Could you work out how many lines of the material below hold "Mutex"? Only the number is needed.

"""

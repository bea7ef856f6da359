//! In-memory stand-ins for the relay, image hosts and membership lookup

#![allow(dead_code)]

use async_trait::async_trait;
use std::path::{Path, PathBuf};
use std::sync::atomic::{AtomicBool, AtomicI32, AtomicUsize, Ordering};
use std::sync::{Arc, Mutex};
use std::time::Duration;
use teloxide::types::{ChatId, InlineKeyboardButtonKind, InlineKeyboardMarkup, MessageId, UserId};
use url::Url;

use imglinker::core::error::{AppError, AppResult};
use imglinker::hosts::{ImageHost, UploadError};
use imglinker::upload::{MembershipCheck, Relay};

/// One call made through the relay
#[derive(Debug, Clone)]
pub enum RelayCall {
    Send {
        chat: ChatId,
        text: String,
        keyboard: Option<InlineKeyboardMarkup>,
        reply_to: Option<MessageId>,
    },
    Edit {
        chat: ChatId,
        message: MessageId,
        text: String,
        keyboard: Option<InlineKeyboardMarkup>,
    },
    Answer {
        query_id: String,
        text: Option<String>,
        alert: bool,
    },
    Download {
        file_id: String,
        destination: PathBuf,
    },
}

/// Records every call. Downloads write `payload` unless it is `None`.
pub struct FakeRelay {
    calls: Mutex<Vec<RelayCall>>,
    next_message: AtomicI32,
    payload: Option<Vec<u8>>,
    fail_edits: AtomicBool,
    fail_sends_to: Mutex<Vec<ChatId>>,
}

impl FakeRelay {
    pub fn new() -> Arc<Self> {
        Self::with_payload(Some(b"\xFF\xD8\xFFfake-jpeg".to_vec()))
    }

    pub fn with_payload(payload: Option<Vec<u8>>) -> Arc<Self> {
        Arc::new(Self {
            calls: Mutex::new(Vec::new()),
            next_message: AtomicI32::new(100),
            payload,
            fail_edits: AtomicBool::new(false),
            fail_sends_to: Mutex::new(Vec::new()),
        })
    }

    pub fn fail_edits(&self) {
        self.fail_edits.store(true, Ordering::SeqCst);
    }

    pub fn fail_sends_to(&self, chat: ChatId) {
        self.fail_sends_to.lock().unwrap().push(chat);
    }

    pub fn calls(&self) -> Vec<RelayCall> {
        self.calls.lock().unwrap().clone()
    }

    pub fn sent_texts(&self) -> Vec<String> {
        self.calls()
            .into_iter()
            .filter_map(|call| match call {
                RelayCall::Send { text, .. } => Some(text),
                _ => None,
            })
            .collect()
    }

    pub fn sends_to(&self, chat: ChatId) -> usize {
        self.calls()
            .iter()
            .filter(|call| matches!(call, RelayCall::Send { chat: c, .. } if *c == chat))
            .count()
    }

    pub fn edited_texts(&self) -> Vec<String> {
        self.calls()
            .into_iter()
            .filter_map(|call| match call {
                RelayCall::Edit { text, .. } => Some(text),
                _ => None,
            })
            .collect()
    }

    pub fn last_edit(&self) -> Option<(String, Option<InlineKeyboardMarkup>)> {
        self.calls().into_iter().rev().find_map(|call| match call {
            RelayCall::Edit { text, keyboard, .. } => Some((text, keyboard)),
            _ => None,
        })
    }

    pub fn answers(&self) -> Vec<(String, Option<String>, bool)> {
        self.calls()
            .into_iter()
            .filter_map(|call| match call {
                RelayCall::Answer { query_id, text, alert } => Some((query_id, text, alert)),
                _ => None,
            })
            .collect()
    }

    pub fn downloads(&self) -> usize {
        self.calls()
            .iter()
            .filter(|call| matches!(call, RelayCall::Download { .. }))
            .count()
    }

    fn record(&self, call: RelayCall) {
        self.calls.lock().unwrap().push(call);
    }
}

#[async_trait]
impl Relay for FakeRelay {
    async fn send_text(
        &self,
        chat: ChatId,
        text: &str,
        keyboard: Option<InlineKeyboardMarkup>,
        reply_to: Option<MessageId>,
    ) -> AppResult<MessageId> {
        self.record(RelayCall::Send {
            chat,
            text: text.to_string(),
            keyboard,
            reply_to,
        });
        if self.fail_sends_to.lock().unwrap().contains(&chat) {
            return Err(AppError::Validation(format!("chat {chat} blocked the bot")));
        }
        Ok(MessageId(self.next_message.fetch_add(1, Ordering::SeqCst)))
    }

    async fn edit_text(
        &self,
        chat: ChatId,
        message: MessageId,
        text: &str,
        keyboard: Option<InlineKeyboardMarkup>,
    ) -> AppResult<()> {
        self.record(RelayCall::Edit {
            chat,
            message,
            text: text.to_string(),
            keyboard,
        });
        if self.fail_edits.load(Ordering::SeqCst) {
            return Err(AppError::Validation("message to edit not found".to_string()));
        }
        Ok(())
    }

    async fn answer_selection(&self, query_id: &str, text: Option<&str>, alert: bool) -> AppResult<()> {
        self.record(RelayCall::Answer {
            query_id: query_id.to_string(),
            text: text.map(str::to_string),
            alert,
        });
        Ok(())
    }

    async fn download(&self, file_id: &str, destination: &Path) -> AppResult<PathBuf> {
        self.record(RelayCall::Download {
            file_id: file_id.to_string(),
            destination: destination.to_path_buf(),
        });
        match &self.payload {
            Some(bytes) => {
                tokio::fs::write(destination, bytes).await?;
                Ok(destination.to_path_buf())
            }
            None => Err(AppError::Transfer("file is too big".to_string())),
        }
    }
}

/// Host returning a fixed outcome, optionally after a delay
pub struct StubHost {
    tag: &'static str,
    display_name: &'static str,
    outcome: Result<Url, String>,
    delay: Duration,
    calls: AtomicUsize,
    saw_file: AtomicBool,
}

impl StubHost {
    pub fn success(tag: &'static str, link: &str) -> Arc<Self> {
        Self::build(tag, Ok(Url::parse(link).unwrap()), Duration::ZERO)
    }

    pub fn failure(tag: &'static str, reason: &str) -> Arc<Self> {
        Self::build(tag, Err(reason.to_string()), Duration::ZERO)
    }

    pub fn slow_success(tag: &'static str, link: &str, delay: Duration) -> Arc<Self> {
        Self::build(tag, Ok(Url::parse(link).unwrap()), delay)
    }

    fn build(tag: &'static str, outcome: Result<Url, String>, delay: Duration) -> Arc<Self> {
        let display_name = match tag {
            "imgbb" => "ImgBB",
            "envs" => "Envs.sh",
            "imgbox" => "Imgbox",
            other => other,
        };
        Arc::new(Self {
            tag,
            display_name,
            outcome,
            delay,
            calls: AtomicUsize::new(0),
            saw_file: AtomicBool::new(false),
        })
    }

    pub fn calls(&self) -> usize {
        self.calls.load(Ordering::SeqCst)
    }

    /// Whether the asset still existed when the upload ran
    pub fn saw_file(&self) -> bool {
        self.saw_file.load(Ordering::SeqCst)
    }
}

#[async_trait]
impl ImageHost for StubHost {
    fn tag(&self) -> &str {
        self.tag
    }

    fn display_name(&self) -> &str {
        self.display_name
    }

    async fn try_upload(&self, location: &Path) -> Result<Url, UploadError> {
        self.calls.fetch_add(1, Ordering::SeqCst);
        if location.exists() {
            self.saw_file.store(true, Ordering::SeqCst);
        }
        if !self.delay.is_zero() {
            tokio::time::sleep(self.delay).await;
        }
        self.outcome.clone().map_err(UploadError::Rejected)
    }
}

/// Membership lookup with a fixed answer (`None` simulates an API error)
pub struct StaticMembership {
    answer: Option<bool>,
    calls: AtomicUsize,
}

impl StaticMembership {
    pub fn member() -> Arc<Self> {
        Self::new(Some(true))
    }

    pub fn non_member() -> Arc<Self> {
        Self::new(Some(false))
    }

    pub fn unreachable() -> Arc<Self> {
        Self::new(None)
    }

    fn new(answer: Option<bool>) -> Arc<Self> {
        Arc::new(Self {
            answer,
            calls: AtomicUsize::new(0),
        })
    }

    pub fn calls(&self) -> usize {
        self.calls.load(Ordering::SeqCst)
    }
}

#[async_trait]
impl MembershipCheck for StaticMembership {
    async fn is_member(&self, _user: UserId, _channel: &str) -> AppResult<bool> {
        self.calls.fetch_add(1, Ordering::SeqCst);
        self.answer
            .ok_or_else(|| AppError::Validation("Bad Request: chat not found".to_string()))
    }
}

/// Callback payloads and URLs of every button in `keyboard`
pub fn button_targets(keyboard: &InlineKeyboardMarkup) -> Vec<String> {
    keyboard
        .inline_keyboard
        .iter()
        .flatten()
        .map(|button| match &button.kind {
            InlineKeyboardButtonKind::CallbackData(data) => data.clone(),
            InlineKeyboardButtonKind::Url(url) => url.to_string(),
            other => format!("{other:?}"),
        })
        .collect()
}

"""

- [EXERCISE ANSWER]: 5